Material shown —

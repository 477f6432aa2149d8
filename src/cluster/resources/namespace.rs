use k8s_openapi::api::core::v1::Namespace;
use k8s_openapi::apimachinery::pkg::apis::meta::v1::ObjectMeta;
use kube::{Api, Client};

use crate::cluster::key;
use crate::cluster::resources::CrudResource;
use crate::config::OperatorConfig;
use crate::crd::kvmconfig::KvmConfig;
use crate::errors::Error;

/// The namespace all other tenant cluster objects live in
pub struct NamespaceResource;

impl CrudResource for NamespaceResource {
    type K = Namespace;

    fn name(&self) -> &'static str {
        "namespace"
    }

    fn api(&self, client: Client, _cr: &KvmConfig) -> Api<Namespace> {
        Api::all(client)
    }

    fn desired_state(
        &self,
        cr: &KvmConfig,
        _config: &OperatorConfig,
    ) -> Result<Vec<Namespace>, Error> {
        Ok(vec![Namespace {
            metadata: ObjectMeta {
                name: Some(key::cluster_namespace(cr)),
                labels: Some(key::cluster_labels(cr)),
                ..ObjectMeta::default()
            },
            ..Namespace::default()
        }])
    }
}
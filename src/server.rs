//! Operational HTTP endpoints: liveness and build information
use serde::Serialize;
use std::net::SocketAddr;
use tracing::info;
use warp::Filter;

use crate::errors::Error;
use crate::utils::strings::get_version_string;
use crate::OPERATOR_NAME;

#[derive(Serialize, Debug, Clone, PartialEq, Eq)]
#[serde(rename_all = "camelCase")]
pub struct VersionInfo {
    pub name: String,
    pub version: String,
    pub git_revision: String,
    pub version_bundle: String,
}

impl VersionInfo {
    pub fn new(version_bundle: &str) -> VersionInfo {
        VersionInfo {
            name: OPERATOR_NAME.to_string(),
            version: env!("CARGO_PKG_VERSION").to_string(),
            git_revision: get_version_string(),
            version_bundle: version_bundle.to_string(),
        }
    }
}

pub fn routes(
    version_info: VersionInfo,
) -> impl Filter<Extract = (impl warp::Reply,), Error = warp::Rejection> + Clone {
    let healthz = warp::path("healthz")
        .and(warp::path::end())
        .and(warp::get())
        .map(|| "ok");

    let version = warp::path("version")
        .and(warp::path::end())
        .and(warp::get())
        .map(move || warp::reply::json(&version_info));

    healthz.or(version)
}

pub async fn run(listen_address: &str, version_bundle: &str) -> Result<(), Error> {
    let address: SocketAddr = listen_address.parse()?;
    info!("HTTP endpoints listening on {}", address);

    let api = routes(VersionInfo::new(version_bundle)).with(warp::trace::request());
    warp::serve(api).run(address).await;

    Err(Error::UnexpectedExit(String::from("HTTP server (warp) died")))
}

#[cfg(test)]
mod tests {
    use super::*;
    use pretty_assertions::assert_eq;
    use serde_json::Value;

    #[tokio::test]
    async fn healthz_says_ok() {
        let response = warp::test::request()
            .method("GET")
            .path("/healthz")
            .reply(&routes(VersionInfo::new("1.0.0")))
            .await;

        assert_eq!(response.status(), 200);
        assert_eq!(response.body(), "ok");
    }

    #[tokio::test]
    async fn version_reports_served_bundle() {
        let response = warp::test::request()
            .method("GET")
            .path("/version")
            .reply(&routes(VersionInfo::new("1.2.3")))
            .await;

        assert_eq!(response.status(), 200);
        let body: Value = serde_json::from_slice(response.body()).unwrap();
        assert_eq!(body["name"], "kvm-operator");
        assert_eq!(body["versionBundle"], "1.2.3");
        assert_eq!(body["version"], env!("CARGO_PKG_VERSION"));
        assert!(body["gitRevision"].is_string());
    }

    #[tokio::test]
    async fn unknown_paths_are_rejected() {
        let response = warp::test::request()
            .method("GET")
            .path("/metrics")
            .reply(&routes(VersionInfo::new("1.0.0")))
            .await;

        assert_eq!(response.status(), 404);
    }
}
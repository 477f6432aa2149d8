use crate::errors::Error;
use futures::{StreamExt, TryStreamExt};
use k8s_openapi::apiextensions_apiserver::pkg::apis::apiextensions::v1::CustomResourceDefinition;
use kube::api::WatchParams;
use kube::core::WatchEvent;
use kube::Api;
use tracing::{debug, info, instrument};

pub mod resource_controller;
pub mod strings;
#[macro_use]
pub mod shortcuts;
pub mod traits;

#[instrument]
pub async fn wait_crd_ready(crds: &Api<CustomResourceDefinition>, name: &str) -> Result<(), Error> {
    if let Some(crd) = crds.get_opt(name).await? {
        if names_accepted(&crd) {
            info!("CRD ok: {}", &name);
            return Ok(());
        }
    }

    let watch_params = WatchParams::default()
        .fields(&format!("metadata.name={name}"))
        .timeout(5);
    let mut stream = crds.watch(&watch_params, "0").await?.boxed();

    while let Some(status) = stream.try_next().await? {
        if let WatchEvent::Modified(crd) | WatchEvent::Added(crd) = status {
            debug!("Watch event for {}", name);
            if names_accepted(&crd) {
                info!("CRD accepted: {}", name);
                return Ok(());
            }
        }
    }
    Err(Error::Timeout(format!("Apply CRD {name}")))
}

fn names_accepted(crd: &CustomResourceDefinition) -> bool {
    crd.status
        .as_ref()
        .and_then(|status| status.conditions.as_ref())
        .and_then(|conditions| conditions.iter().find(|c| c.type_ == "NamesAccepted"))
        .is_some_and(|condition| condition.status == "True")
}

#[cfg(test)]
mod tests {
    use super::*;
    use k8s_openapi::apiextensions_apiserver::pkg::apis::apiextensions::v1::{
        CustomResourceDefinitionCondition, CustomResourceDefinitionStatus,
    };

    fn crd_with_condition(type_: &str, status: &str) -> CustomResourceDefinition {
        CustomResourceDefinition {
            status: Some(CustomResourceDefinitionStatus {
                conditions: Some(vec![CustomResourceDefinitionCondition {
                    type_: type_.to_string(),
                    status: status.to_string(),
                    ..CustomResourceDefinitionCondition::default()
                }]),
                ..CustomResourceDefinitionStatus::default()
            }),
            ..CustomResourceDefinition::default()
        }
    }

    #[test]
    fn names_accepted_requires_true_condition() {
        assert!(names_accepted(&crd_with_condition("NamesAccepted", "True")));
        assert!(!names_accepted(&crd_with_condition("NamesAccepted", "False")));
        assert!(!names_accepted(&crd_with_condition("Established", "True")));
        assert!(!names_accepted(&CustomResourceDefinition::default()));
    }
}
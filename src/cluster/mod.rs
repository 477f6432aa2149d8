//! Everything that turns a `KVMConfig` into a running tenant cluster
use kube::Client;

use crate::config::OperatorConfig;
use crate::errors::Error;

mod controller;
pub mod key;
pub mod resources;
pub mod status;

#[cfg(test)]
pub mod fixtures;

pub async fn run(client: Client, config: OperatorConfig) -> Result<(), Error> {
    controller::create(client, config).await
}
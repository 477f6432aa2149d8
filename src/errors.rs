#[derive(thiserror::Error, Debug)]
pub enum Error {
    // Kubernetes
    #[error("Kubernetes error {0}")]
    Kube(#[from] kube::Error),
    #[error("{0}")]
    NoStatusSubresource(String),

    // KVMConfig contents
    #[error("Invalid KVMConfig {0}: {1}")]
    InvalidSpec(String, String),
    #[error("No node index allocated for node {1} of cluster {0}")]
    MissingNodeIndex(String, String),

    // Misc libs
    #[error("JSON error {0}")]
    Json(#[from] serde_json::Error),
    #[error("YAML error {0}")]
    Yaml(#[from] serde_yaml::Error),
    #[error("Error parsing value: {0}")]
    ParseHumanize(#[from] humanize_rs::ParseError),
    #[error("Error rendering template: {0}")]
    Template(#[from] askama::Error),
    #[error("Error parsing CIDR: {0}")]
    ParseNetwork(#[from] ipnet::AddrParseError),
    #[error("Error parsing listen address: {0}")]
    ParseAddress(#[from] std::net::AddrParseError),
    #[error("I/O error {0}")]
    Io(#[from] std::io::Error),

    // Tracing
    #[error("Failed to install tracing subscriber: {0}")]
    TracingSubscriber(#[from] tracing::subscriber::SetGlobalDefaultError),
    #[error("Failed to set up trace exporter: {0}")]
    TraceExporter(#[from] opentelemetry::trace::TraceError),

    // Custom/generic
    #[error("Timed out waiting for operation: {0}")]
    Timeout(String),
    #[error("Task ended unexpectedly: {0}")]
    UnexpectedExit(String),
}

impl Error {
    pub fn invalid_spec(cluster: &str, reason: impl Into<String>) -> Error {
        Error::InvalidSpec(cluster.to_string(), reason.into())
    }
}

What the task requires —
Nothing past the line containing "use warp::Filter;" should be restated; transcribe the material exactly from its first line through that line.

Response —
repository 477f6432aa2149d8
filename src/cluster/resources/namespace.rs
use k8s_openapi::api::core::v1::Namespace;
use k8s_openapi::apimachinery::pkg::apis::meta::v1::ObjectMeta;
use kube::{Api, Client};

use crate::cluster::key;
use crate::cluster::resources::CrudResource;
use crate::config::OperatorConfig;
use crate::crd::kvmconfig::KvmConfig;
use crate::errors::Error;

/// The namespace all other tenant cluster objects live in
pub struct NamespaceResource;

impl CrudResource for NamespaceResource {
    type K = Namespace;

    fn name(&self) -> &'static str {
        "namespace"
    }

    fn api(&self, client: Client, _cr: &KvmConfig) -> Api<Namespace> {
        Api::all(client)
    }

    fn desired_state(
        &self,
        cr: &KvmConfig,
        _config: &OperatorConfig,
    ) -> Result<Vec<Namespace>, Error> {
        Ok(vec![Namespace {
            metadata: ObjectMeta {
                name: Some(key::cluster_namespace(cr)),
                labels: Some(key::cluster_labels(cr)),
                ..ObjectMeta::default()
            },
            ..Namespace::default()
        }])
    }
}
filename src/server.rs
//! Operational HTTP endpoints: liveness and build information
use serde::Serialize;
use std::net::SocketAddr;
use tracing::info;
use warp::Filter;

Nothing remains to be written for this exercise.